[How to complete this task]: For each line of the listing below that contains the string "iter", copy the line.

==================================================

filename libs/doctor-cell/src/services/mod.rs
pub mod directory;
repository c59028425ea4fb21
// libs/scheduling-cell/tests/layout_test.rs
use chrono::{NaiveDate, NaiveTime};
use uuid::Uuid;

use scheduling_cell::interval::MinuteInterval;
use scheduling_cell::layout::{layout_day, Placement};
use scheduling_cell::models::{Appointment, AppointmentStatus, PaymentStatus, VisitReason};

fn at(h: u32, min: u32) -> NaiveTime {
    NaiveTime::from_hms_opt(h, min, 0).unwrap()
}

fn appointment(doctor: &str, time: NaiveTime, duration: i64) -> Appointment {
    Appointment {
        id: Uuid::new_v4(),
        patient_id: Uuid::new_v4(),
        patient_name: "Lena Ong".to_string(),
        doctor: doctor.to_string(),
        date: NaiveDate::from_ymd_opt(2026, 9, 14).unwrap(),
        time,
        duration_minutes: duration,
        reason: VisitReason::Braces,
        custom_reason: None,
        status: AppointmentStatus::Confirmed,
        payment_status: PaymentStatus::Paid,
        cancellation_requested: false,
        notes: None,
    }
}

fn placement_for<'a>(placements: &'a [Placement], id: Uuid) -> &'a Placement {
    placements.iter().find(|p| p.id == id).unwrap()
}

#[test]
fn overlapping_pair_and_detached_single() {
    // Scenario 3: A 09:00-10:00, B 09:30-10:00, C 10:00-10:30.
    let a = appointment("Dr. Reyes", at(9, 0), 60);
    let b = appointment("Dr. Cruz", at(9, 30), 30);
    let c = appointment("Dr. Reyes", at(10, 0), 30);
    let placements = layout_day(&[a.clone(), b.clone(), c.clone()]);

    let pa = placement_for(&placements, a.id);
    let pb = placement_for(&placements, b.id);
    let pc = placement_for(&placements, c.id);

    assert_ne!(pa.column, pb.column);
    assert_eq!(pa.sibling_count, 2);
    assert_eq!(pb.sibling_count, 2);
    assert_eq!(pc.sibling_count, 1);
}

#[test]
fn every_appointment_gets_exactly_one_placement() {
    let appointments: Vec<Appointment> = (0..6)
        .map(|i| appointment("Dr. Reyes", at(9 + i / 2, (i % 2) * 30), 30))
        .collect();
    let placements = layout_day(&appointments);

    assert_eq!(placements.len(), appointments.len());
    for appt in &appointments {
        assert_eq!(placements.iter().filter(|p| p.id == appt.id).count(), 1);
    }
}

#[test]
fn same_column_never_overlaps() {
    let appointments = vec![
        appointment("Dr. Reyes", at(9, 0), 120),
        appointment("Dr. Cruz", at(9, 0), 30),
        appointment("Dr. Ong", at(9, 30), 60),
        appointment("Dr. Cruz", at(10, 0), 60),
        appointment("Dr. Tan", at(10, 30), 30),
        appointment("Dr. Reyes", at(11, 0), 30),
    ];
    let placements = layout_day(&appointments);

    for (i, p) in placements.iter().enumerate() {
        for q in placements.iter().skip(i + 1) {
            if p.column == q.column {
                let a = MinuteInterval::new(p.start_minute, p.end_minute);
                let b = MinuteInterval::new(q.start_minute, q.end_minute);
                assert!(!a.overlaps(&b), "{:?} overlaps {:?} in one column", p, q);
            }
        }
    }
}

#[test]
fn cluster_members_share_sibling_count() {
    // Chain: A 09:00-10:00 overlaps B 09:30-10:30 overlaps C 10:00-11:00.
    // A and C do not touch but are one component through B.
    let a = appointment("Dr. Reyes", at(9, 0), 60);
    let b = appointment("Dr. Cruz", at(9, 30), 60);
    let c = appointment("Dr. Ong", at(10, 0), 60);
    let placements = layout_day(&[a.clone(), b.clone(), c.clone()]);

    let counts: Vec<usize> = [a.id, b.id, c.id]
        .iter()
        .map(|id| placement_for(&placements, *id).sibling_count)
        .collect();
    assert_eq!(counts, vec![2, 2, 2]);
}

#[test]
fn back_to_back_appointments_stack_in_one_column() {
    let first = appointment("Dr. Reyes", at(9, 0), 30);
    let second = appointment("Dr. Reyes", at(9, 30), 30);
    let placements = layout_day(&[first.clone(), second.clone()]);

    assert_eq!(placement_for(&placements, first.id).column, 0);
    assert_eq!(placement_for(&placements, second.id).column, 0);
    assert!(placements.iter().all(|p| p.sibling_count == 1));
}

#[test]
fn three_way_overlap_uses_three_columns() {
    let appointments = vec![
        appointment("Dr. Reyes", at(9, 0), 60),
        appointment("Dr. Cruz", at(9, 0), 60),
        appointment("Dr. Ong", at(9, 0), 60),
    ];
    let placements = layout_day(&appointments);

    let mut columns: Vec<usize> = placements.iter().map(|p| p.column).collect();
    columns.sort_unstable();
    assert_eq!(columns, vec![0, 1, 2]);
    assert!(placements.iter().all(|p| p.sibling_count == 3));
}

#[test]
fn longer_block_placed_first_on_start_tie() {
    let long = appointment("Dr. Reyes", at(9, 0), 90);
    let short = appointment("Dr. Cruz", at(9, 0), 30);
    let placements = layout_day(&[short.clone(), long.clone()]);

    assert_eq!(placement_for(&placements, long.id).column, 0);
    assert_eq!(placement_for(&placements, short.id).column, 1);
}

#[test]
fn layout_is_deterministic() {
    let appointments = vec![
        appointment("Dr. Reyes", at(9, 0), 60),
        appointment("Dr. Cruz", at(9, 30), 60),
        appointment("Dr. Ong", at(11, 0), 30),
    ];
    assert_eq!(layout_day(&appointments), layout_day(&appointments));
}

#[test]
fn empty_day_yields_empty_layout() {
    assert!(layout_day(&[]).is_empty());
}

==================================================

[Answer box]:
    placements.iter().find(|p| p.id == id).unwrap()
        assert_eq!(placements.iter().filter(|p| p.id == appt.id).count(), 1);
    for (i, p) in placements.iter().enumerate() {
        for q in placements.iter().skip(i + 1) {
        .iter()
    assert!(placements.iter().all(|p| p.sibling_count == 1));
    let mut columns: Vec<usize> = placements.iter().map(|p| p.column).collect();
    assert!(placements.iter().all(|p| p.sibling_count == 3));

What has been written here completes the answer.